In the McMurdo Dry Valleys of Antarctica, glacial melt produces streamflow for several weeks to several months of the Austral summer. The magnitude of flow varies by year, and a period of low discharges were observed during the 1990’s, but have since increased with several summers of abnormally high flows. Living within these streams are three different perennial microbial mat types which persist in a desiccated state during winter, and are revived annually with hydration. Different mat types are found in different parts of the streambed, and because of geomorphology, some streams have high benthic coverage of mats, while some are very sparse. Using 20 years of monitored biomass data collected by the McMurdo Long-term Ecological Research program, we investigate the following questions: 1) How have different mat types responded to flow variability over the last two decades, and 2) do these patterns differ in streams with different streambed morphologies? We evaluate the hypotheses that mat biomass is controlled by high and low flows, geomorphology, and the habitat use by creating smoothed trends for mat biomass and hydrologic variables, and comparing resulting curves with Pearson correlation coefficients.


Biomass of all mat types collectively decreased during low flows until interrupted by a “flood” summer in 2001-2002, and has increased over the last decade corresponding with higher discharges.
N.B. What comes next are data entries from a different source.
use std::os::fd::{AsRawFd as _, FromRawFd as _};

use crate::{
	error::{ChannelError, ConnectError, PrepareError},
	transport::{Transport, MAX_FDS},
	Result,
};

pub const DEFAULT_READ_CHUNK: usize = 4096;

/// Permission to issue exactly one read on a [`Connection`].
#[must_use]
#[derive(Debug)]
pub struct ReadToken {
	_private: (),
}

#[must_use]
#[derive(Debug)]
pub enum ReadOutcome {
	/// Complete messages moved to the dispatch queue, possibly zero.
	Decoded(usize),
	WouldBlock,
	Failed(ChannelError),
}

#[must_use]
#[derive(Debug)]
pub enum FlushOutcome {
	Complete,
	WouldBlock,
	Failed(ChannelError),
}

/// Serialized requests waiting for the socket to accept them.
#[derive(Debug, Default)]
pub struct Outbox {
	data: Vec<u8>,
	fds: Vec<std::os::fd::OwnedFd>,
}

impl Outbox {
	pub fn push<T: serde::Serialize>(&mut self, message: wlm::Message<T>) -> Result<()> {
		self.data.extend(message.to_vec()?);
		Ok(())
	}

	pub fn push_raw(&mut self, bytes: &[u8]) {
		self.data.extend_from_slice(bytes);
	}

	/// Queues an fd for the next write; push it before the message that
	/// carries it.
	pub fn push_fd(&mut self, fd: std::os::fd::OwnedFd) {
		self.fds.push(fd);
	}

	pub fn is_empty(&self) -> bool {
		self.data.is_empty()
	}

	pub fn len(&self) -> usize {
		self.data.len()
	}
}

/// A message handed to a dispatch handler, with room to queue replies.
pub struct Incoming<'a> {
	pub message: wlm::RawMessage,
	pub outbox: &'a mut Outbox,
	pub fds: &'a mut std::collections::VecDeque<std::os::fd::OwnedFd>,
}

pub struct Connection<T> {
	transport: T,
	inbound: Vec<u8>,
	queue: std::collections::VecDeque<wlm::RawMessage>,
	fds: std::collections::VecDeque<std::os::fd::OwnedFd>,
	outbox: Outbox,
	read_chunk: usize,
	read_prepared: bool,
}

impl Connection<std::os::unix::net::UnixStream> {
	/// Connects the way `wl_display_connect` does: an inherited
	/// `WAYLAND_SOCKET` first, then the named display socket.
	pub fn connect(display: Option<&str>) -> std::result::Result<Self, ConnectError> {
		let stream = match take_inherited_socket()? {
			Some(stream) => stream,
			None => {
				let path = socket_path(
					display,
					std::env::var_os("WAYLAND_DISPLAY"),
					std::env::var_os("XDG_RUNTIME_DIR"),
				)?;

				log::debug!("connecting to {}", path.display());

				std::os::unix::net::UnixStream::connect(&path)
					.map_err(|source| ConnectError::Connect { path, source })?
			}
		};

		stream
			.set_nonblocking(true)
			.map_err(ConnectError::Configure)?;

		Ok(Self::new(stream))
	}
}

fn take_inherited_socket(
) -> std::result::Result<Option<std::os::unix::net::UnixStream>, ConnectError> {
	let Some(value) = std::env::var_os("WAYLAND_SOCKET") else {
		return Ok(None);
	};

	let value = value.to_string_lossy().into_owned();
	std::env::remove_var("WAYLAND_SOCKET");

	let fd: std::os::fd::RawFd = value
		.parse()
		.map_err(|_| ConnectError::InvalidSocketFd(value.clone()))?;

	if fd < 0 {
		return Err(ConnectError::InvalidSocketFd(value));
	}

	nix::fcntl::fcntl(
		fd,
		nix::fcntl::FcntlArg::F_SETFD(nix::fcntl::FdFlag::FD_CLOEXEC),
	)
	.map_err(|x| ConnectError::Configure(x.into()))?;

	log::debug!("using inherited socket fd {fd}");

	// the parent handed this fd to us and nothing else in the process owns it
	Ok(Some(unsafe {
		std::os::unix::net::UnixStream::from_raw_fd(fd)
	}))
}

pub fn socket_path(
	display: Option<&str>,
	wayland_display: Option<std::ffi::OsString>,
	runtime_dir: Option<std::ffi::OsString>,
) -> std::result::Result<std::path::PathBuf, ConnectError> {
	let name = match display {
		Some(display) => std::path::PathBuf::from(display),
		None => wayland_display
			.map(std::path::PathBuf::from)
			.unwrap_or_else(|| std::path::PathBuf::from("wayland-0")),
	};

	if name.is_absolute() {
		return Ok(name);
	}

	let runtime_dir = runtime_dir.ok_or(ConnectError::NoRuntimeDir)?;
	Ok(std::path::PathBuf::from(runtime_dir).join(name))
}

impl<T: Transport> Connection<T> {
	pub fn new(transport: T) -> Self {
		Self {
			transport,
			inbound: Vec::new(),
			queue: Default::default(),
			fds: Default::default(),
			outbox: Default::default(),
			read_chunk: DEFAULT_READ_CHUNK,
			read_prepared: false,
		}
	}

	pub fn with_read_chunk(mut self, read_chunk: usize) -> Self {
		self.read_chunk = read_chunk.max(1);
		self
	}

	pub fn fd(&self) -> std::os::fd::RawFd {
		self.transport.fd()
	}

	pub fn transport(&self) -> &T {
		&self.transport
	}

	pub fn outbox(&self) -> &Outbox {
		&self.outbox
	}

	pub fn queued(&self) -> usize {
		self.queue.len()
	}

	pub fn received_fds(&mut self) -> &mut std::collections::VecDeque<std::os::fd::OwnedFd> {
		&mut self.fds
	}

	pub fn has_prepared_read(&self) -> bool {
		self.read_prepared
	}

	/// Registers the intent to read. Fails while another token is live, and,
	/// like `wl_display_prepare_read`, while messages are still queued.
	pub fn prepare_read(&mut self) -> std::result::Result<ReadToken, PrepareError> {
		if self.read_prepared {
			return Err(PrepareError::AlreadyPending);
		}

		if !self.queue.is_empty() {
			return Err(PrepareError::QueueNotEmpty(self.queue.len()));
		}

		self.read_prepared = true;
		Ok(ReadToken { _private: () })
	}

	pub fn cancel_read(&mut self, token: ReadToken) {
		let ReadToken { .. } = token;
		self.read_prepared = false;
	}

	pub fn read_pending(&mut self, token: ReadToken) -> ReadOutcome {
		let ReadToken { .. } = token;
		self.read_prepared = false;

		let start = self.inbound.len();
		self.inbound.resize(start + self.read_chunk, 0);

		let ret = self
			.transport
			.recv(&mut self.inbound[start..], &mut self.fds);

		let len = match ret {
			Ok(len) => len,
			Err(x) => {
				self.inbound.truncate(start);

				return match x.kind() {
					std::io::ErrorKind::WouldBlock | std::io::ErrorKind::Interrupted => {
						ReadOutcome::WouldBlock
					}
					std::io::ErrorKind::ConnectionReset => {
						ReadOutcome::Failed(ChannelError::Disconnected)
					}
					_ => ReadOutcome::Failed(x.into()),
				};
			}
		};

		self.inbound.truncate(start + len);

		if len == 0 {
			return ReadOutcome::Failed(ChannelError::Disconnected);
		}

		log::trace!("read {len} bytes from fd {}", self.fd());

		match wlm::drain_frames(&mut self.inbound, &mut self.queue) {
			Ok(count) => ReadOutcome::Decoded(count),
			Err(x) => ReadOutcome::Failed(x.into()),
		}
	}

	/// Hands queued messages to `handler` in arrival order. A handler error
	/// stops dispatch; later messages stay queued.
	pub fn dispatch_queued(
		&mut self,
		handler: &mut impl FnMut(Incoming<'_>) -> Result<()>,
	) -> Result<usize> {
		let mut count = 0;

		while let Some(message) = self.queue.pop_front() {
			handler(Incoming {
				message,
				outbox: &mut self.outbox,
				fds: &mut self.fds,
			})?;

			count += 1;
		}

		Ok(count)
	}

	/// Writes as much of the outbox as the socket takes without blocking.
	pub fn flush(&mut self) -> FlushOutcome {
		let mut sent = 0;

		let ret = loop {
			if sent == self.outbox.data.len() {
				break FlushOutcome::Complete;
			}

			let count = self.outbox.fds.len().min(MAX_FDS);
			let fds = self.outbox.fds[..count]
				.iter()
				.map(|x| x.as_raw_fd())
				.collect::<Vec<_>>();

			match self.transport.send(&self.outbox.data[sent..], &fds) {
				Ok(0) => {
					break FlushOutcome::Failed(ChannelError::Io(
						std::io::ErrorKind::WriteZero.into(),
					))
				}
				Ok(len) => {
					sent += len;
					self.outbox.fds.drain(..count);
				}
				Err(x) => match x.kind() {
					std::io::ErrorKind::WouldBlock | std::io::ErrorKind::Interrupted => {
						break FlushOutcome::WouldBlock
					}
					std::io::ErrorKind::BrokenPipe | std::io::ErrorKind::ConnectionReset => {
						break FlushOutcome::Failed(ChannelError::Disconnected)
					}
					_ => break FlushOutcome::Failed(x.into()),
				},
			}
		};

		if sent > 0 {
			log::trace!("flushed {sent} bytes to fd {}", self.fd());
		}

		self.outbox.data.drain(..sent);
		ret
	}

	pub fn submit<U: serde::Serialize>(&mut self, message: wlm::Message<U>) -> Result<()> {
		self.outbox.push(message)
	}

	pub fn submit_raw(&mut self, bytes: &[u8]) {
		self.outbox.push_raw(bytes);
	}

	pub fn submit_fd(&mut self, fd: std::os::fd::OwnedFd) {
		self.outbox.push_fd(fd);
	}

	pub fn close(&mut self) -> std::io::Result<()> {
		self.transport.shutdown()
	}
}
When mat biomasses from all transects were analyzed together over the study period, green mats living within the stream channel were strongly correlated with hydrologic variables and increased with greater discharges, while benthic orange mats and marginal black mats showed weaker correlations. Relationships between hydrologic variables and orange and green mat biomass improved substantially when separated by high and low coverage transects, though black mat correlations remained low. Additionally, orange mats from high coverage streams were more prone to scour under high flows, while orange mats in low coverages streams increased in biomass. These results show that hydrologic regime is strongly related to microbial biomass in Dry Valley streams, though mat type, habitat use and geomorphology must be taken into consideration. We suggest that our findings may be useful in predicting the ecological response to a changing hydrology in polar and arid desert streams in the future, and may have implications for the ecology of the early Earth.